Тут Ксения Удалова не выдержала. Вышла к мужчинам в прихожую.

– Что за дела? – спросила.

– Сейчас, кисонька, сейчас, миленькая, – сказал Удалов слишком ласковым голосом. – Расходимся.

– Расходимся, – поддержал его Ложкин. – Сыночка твоего похвалить я приходил. Такой мальчик растет, сердце мое стариковское радуется. Приятно сознавать, что наша смена достойна наших дел и дел наших отцов, включая дедов…

Удалов вошел в комнатку, где стояла кровать сына.

За перегородкой возилась, укладываясь спать, Ксения.

– Не спишь? – спросил он.

– Собираюсь, – сказал Максимка. – Ты мне инструкции повтори.

– Может, не будем?

– Давай, папа. Ты его знаешь. Не отвяжется. Ты не представляешь, сколько он у наших ребят мячей отобрал.

– Ну, значит, постарайся, сынок, думать о том, как придет завтра к нам во двор милиционер и при всем народе реабилитирует старика Ложкина. Скажет, что не виноват он в наезде на козу… Даже думать противно, какими тебе вещами с детства заниматься приходится.

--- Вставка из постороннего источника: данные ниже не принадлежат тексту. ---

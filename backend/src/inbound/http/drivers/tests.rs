//! Tests for driver handlers.

use std::sync::Arc;

use super::*;
use crate::domain::ports::{MockDriversCommand, MockDriversQuery, MockSchemaCommand};
use crate::domain::{DriverId, DriverPredicate, Error, FirstName, LastName};
use crate::inbound::http::error::{json_config, query_config};
use actix_web::http::StatusCode;
use actix_web::{App, test as actix_test};
use chrono::TimeZone;
use rstest::{fixture, rstest};
use serde_json::{Value, json};

#[fixture]
fn grace() -> Driver {
    let created = Utc
        .with_ymd_and_hms(2022, 3, 9, 14, 0, 0)
        .single()
        .expect("valid timestamp");
    Driver {
        id: DriverId::new(7),
        first_name: FirstName::new("Grace").expect("first name"),
        last_name: LastName::new("Hopper").expect("last name"),
        created_at: created,
        updated_at: created,
    }
}

fn test_app(
    command: MockDriversCommand,
    query: MockDriversQuery,
) -> App<
    impl actix_web::dev::ServiceFactory<
        actix_web::dev::ServiceRequest,
        Config = (),
        Response = actix_web::dev::ServiceResponse,
        Error = actix_web::Error,
        InitError = (),
    >,
> {
    let state = HttpState::new(
        Arc::new(command),
        Arc::new(query),
        Arc::new(MockSchemaCommand::new()),
    );
    App::new()
        .app_data(web::Data::new(state))
        .app_data(json_config())
        .app_data(query_config())
        .service(list_drivers)
        .service(get_driver)
        .service(create_driver)
        .service(update_driver)
        .service(delete_driver)
}

async fn send(
    command: MockDriversCommand,
    query: MockDriversQuery,
    request: actix_test::TestRequest,
) -> (StatusCode, Value) {
    let app = actix_test::init_service(test_app(command, query)).await;
    let response = actix_test::call_service(&app, request.to_request()).await;
    let status = response.status();
    let body = actix_test::read_body(response).await;
    let value = serde_json::from_slice(&body).expect("JSON response body");
    (status, value)
}

#[rstest]
#[actix_web::test]
async fn list_renders_short_dates(grace: Driver) {
    let mut query = MockDriversQuery::new();
    query
        .expect_list_drivers()
        .withf(|filter| filter.is_empty())
        .times(1)
        .return_once(move |_| Ok(vec![grace]));

    let (status, body) = send(
        MockDriversCommand::new(),
        query,
        actix_test::TestRequest::get().uri("/drivers/driver/"),
    )
    .await;

    assert_eq!(status, StatusCode::OK);
    assert_eq!(
        body,
        json!({
            "drivers": [
                { "first_name": "Grace", "last_name": "Hopper", "created_at": "09/03/22" }
            ]
        })
    );
}

#[rstest]
#[actix_web::test]
async fn list_passes_recognised_filters_only() {
    let mut query = MockDriversQuery::new();
    query
        .expect_list_drivers()
        .withf(|filter| {
            filter.predicates() == [DriverPredicate::LastNameContains("Smith".into())]
        })
        .times(1)
        .return_once(|_| Ok(Vec::new()));

    let (status, body) = send(
        MockDriversCommand::new(),
        query,
        actix_test::TestRequest::get().uri(
            "/drivers/driver/?last_name__contains=Smith&sort=asc&last_name__contains=Jones",
        ),
    )
    .await;

    assert_eq!(status, StatusCode::OK);
    assert_eq!(body, json!({ "drivers": [] }));
}

#[rstest]
#[actix_web::test]
async fn list_rejects_malformed_dates() {
    let (status, body) = send(
        MockDriversCommand::new(),
        MockDriversQuery::new(),
        actix_test::TestRequest::get().uri("/drivers/driver/?created_at__gte=2020-01-01"),
    )
    .await;

    assert_eq!(status, StatusCode::BAD_REQUEST);
    assert_eq!(body["code"], "invalid_request");
    assert_eq!(body["details"]["field"], "created_at__gte");
}

#[rstest]
#[actix_web::test]
async fn get_returns_names_only(grace: Driver) {
    let mut query = MockDriversQuery::new();
    query
        .expect_get_driver()
        .withf(|id| *id == DriverId::new(7))
        .return_once(move |_| Ok(grace));

    let (status, body) = send(
        MockDriversCommand::new(),
        query,
        actix_test::TestRequest::get().uri("/drivers/driver/7/"),
    )
    .await;

    assert_eq!(status, StatusCode::OK);
    assert_eq!(body, json!({ "first_name": "Grace", "last_name": "Hopper" }));
}

#[rstest]
#[case("/drivers/driver/abc/")]
#[case("/drivers/driver/1.5/")]
#[actix_web::test]
async fn get_rejects_non_integer_ids(#[case] uri: &str) {
    let (status, body) = send(
        MockDriversCommand::new(),
        MockDriversQuery::new(),
        actix_test::TestRequest::get().uri(uri),
    )
    .await;

    assert_eq!(status, StatusCode::BAD_REQUEST);
    assert_eq!(body["details"]["code"], "invalid_id");
}

#[rstest]
#[actix_web::test]
async fn get_maps_not_found() {
    let mut query = MockDriversQuery::new();
    query
        .expect_get_driver()
        .return_once(|_| Err(Error::not_found("driver 9 not found")));

    let (status, body) = send(
        MockDriversCommand::new(),
        query,
        actix_test::TestRequest::get().uri("/drivers/driver/9/"),
    )
    .await;

    assert_eq!(status, StatusCode::NOT_FOUND);
    assert_eq!(body["message"], "driver 9 not found");
}

#[rstest]
#[actix_web::test]
async fn create_returns_id_and_names(grace: Driver) {
    let mut command = MockDriversCommand::new();
    command
        .expect_create_driver()
        .withf(|new| new.first_name.as_str() == "Grace" && new.last_name.as_str() == "Hopper")
        .times(1)
        .return_once(move |_| Ok(grace));

    let (status, body) = send(
        command,
        MockDriversQuery::new(),
        actix_test::TestRequest::post()
            .uri("/drivers/driver/")
            .set_json(json!({ "first_name": "Grace", "last_name": "Hopper" })),
    )
    .await;

    assert_eq!(status, StatusCode::OK);
    assert_eq!(
        body,
        json!({ "first_name": "Grace", "last_name": "Hopper", "id": 7 })
    );
}

#[rstest]
#[case(json!({ "last_name": "Hopper" }), "first_name", "missing_field")]
#[case(json!({ "first_name": "Grace" }), "last_name", "missing_field")]
#[case(json!({ "first_name": "G".repeat(51), "last_name": "Hopper" }), "first_name", "too_long")]
#[case(json!({ "first_name": "Grace", "last_name": "H".repeat(81) }), "last_name", "too_long")]
#[actix_web::test]
async fn create_rejects_invalid_payloads(
    #[case] payload: Value,
    #[case] field: &str,
    #[case] code: &str,
) {
    let mut command = MockDriversCommand::new();
    command.expect_create_driver().never();

    let (status, body) = send(
        command,
        MockDriversQuery::new(),
        actix_test::TestRequest::post()
            .uri("/drivers/driver/")
            .set_json(payload),
    )
    .await;

    assert_eq!(status, StatusCode::BAD_REQUEST);
    assert_eq!(body["details"]["field"], field);
    assert_eq!(body["details"]["code"], code);
}

#[rstest]
#[actix_web::test]
async fn create_rejects_mistyped_fields() {
    let mut command = MockDriversCommand::new();
    command.expect_create_driver().never();

    let (status, body) = send(
        command,
        MockDriversQuery::new(),
        actix_test::TestRequest::post()
            .uri("/drivers/driver/")
            .set_json(json!({ "first_name": 1, "last_name": "Hopper" })),
    )
    .await;

    assert_eq!(status, StatusCode::BAD_REQUEST);
    assert_eq!(body["code"], "invalid_request");
}

#[rstest]
#[actix_web::test]
async fn update_forwards_only_present_fields(grace: Driver) {
    let mut command = MockDriversCommand::new();
    command
        .expect_update_driver()
        .withf(|id, changes| {
            *id == DriverId::new(7)
                && changes.first_name.as_ref().map(FirstName::as_str) == Some("Grace")
                && changes.last_name.is_none()
        })
        .times(1)
        .return_once(move |_, _| Ok(grace));

    let (status, body) = send(
        command,
        MockDriversQuery::new(),
        actix_test::TestRequest::put()
            .uri("/drivers/driver/7")
            .set_json(json!({ "first_name": "Grace" })),
    )
    .await;

    assert_eq!(status, StatusCode::OK);
    assert_eq!(body["id"], 7);
    assert_eq!(body["last_name"], "Hopper");
}

#[rstest]
#[case(json!({ "first_name": null }), "first_name")]
#[case(json!({ "first_name": "Grace", "last_name": null }), "last_name")]
#[actix_web::test]
async fn update_rejects_null_fields(#[case] payload: Value, #[case] field: &str) {
    let mut command = MockDriversCommand::new();
    command.expect_update_driver().never();

    let (status, body) = send(
        command,
        MockDriversQuery::new(),
        actix_test::TestRequest::put()
            .uri("/drivers/driver/7")
            .set_json(payload),
    )
    .await;

    assert_eq!(status, StatusCode::BAD_REQUEST);
    assert_eq!(body["code"], "invalid_request");
    assert_eq!(body["details"]["field"], field);
    assert_eq!(body["details"]["code"], "null_field");
}

#[rstest]
#[case(actix_test::TestRequest::post().uri("/drivers/driver/"))]
#[case(actix_test::TestRequest::put().uri("/drivers/driver/7"))]
#[actix_web::test]
async fn unknown_body_fields_are_rejected(#[case] request: actix_test::TestRequest) {
    let mut command = MockDriversCommand::new();
    command.expect_create_driver().never();
    command.expect_update_driver().never();

    let (status, body) = send(
        command,
        MockDriversQuery::new(),
        request.set_json(json!({
            "first_name": "Grace",
            "last_name": "Hopper",
            "nickname": "Amazing Grace",
        })),
    )
    .await;

    assert_eq!(status, StatusCode::BAD_REQUEST);
    assert_eq!(body["code"], "invalid_request");
}

#[rstest]
#[case(Ok(()), StatusCode::OK)]
#[case(Err(Error::not_found("driver 7 not found")), StatusCode::NOT_FOUND)]
#[case(
    Err(Error::conflict("driver is still referenced by vehicles")),
    StatusCode::CONFLICT
)]
#[actix_web::test]
async fn delete_maps_outcome(#[case] outcome: Result<(), Error>, #[case] expected: StatusCode) {
    let mut command = MockDriversCommand::new();
    command
        .expect_delete_driver()
        .withf(|id| *id == DriverId::new(7))
        .return_once(move |_| outcome);

    let (status, body) = send(
        command,
        MockDriversQuery::new(),
        actix_test::TestRequest::delete().uri("/drivers/driver/7"),
    )
    .await;

    assert_eq!(status, expected);
    if expected == StatusCode::OK {
        assert_eq!(body, json!({ "message": DELETED_MESSAGE }));
    }
}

– Ничего, папа, я постараюсь это во сне увидеть, – успокаивал отца мальчик. – Мне уже приходилось. Вот ты, наверное, думаешь, что Васька Борисов просто так пару по английскому схлопотал? Нет, я специально об этом вечером думал. Вот, думаю, неплохо бы Ваське Борисову пару по английскому схлопотать. Очень уж он задается. Ну и что, если отличник, разве задаваться нужно? Ты меня понимаешь?

– Понимаю, сынок.

– Я тут подумал, папа, и решил, что надо мне пользу людям приносить. Ну, старик Ложкин, конечно, исключение, и на козу он без моей помощи наехал. А вот тебе бы я мог помочь.

– Как же ты бы мне помог?

– Еще не придумал. Придумаю – обязательно скажу. Может, ко дню рождения подарок… Ну, чтобы поймал ты щуку в десять килограммов.

– Таких щук в нашем озере давно не осталось. Выловили.

– Я подумаю. Ну, что бы тебе, папа, больше всего хотелось?

– Как что? Ясное дело, квартальный план выполнять.

– Какой это квартальный план?

– Не надо, – прошептал Удалов. – Не думай об этом, сынок.

– Ты не беспокойся, папа. Мне нетрудно. Я эти сны как орехи щелкаю.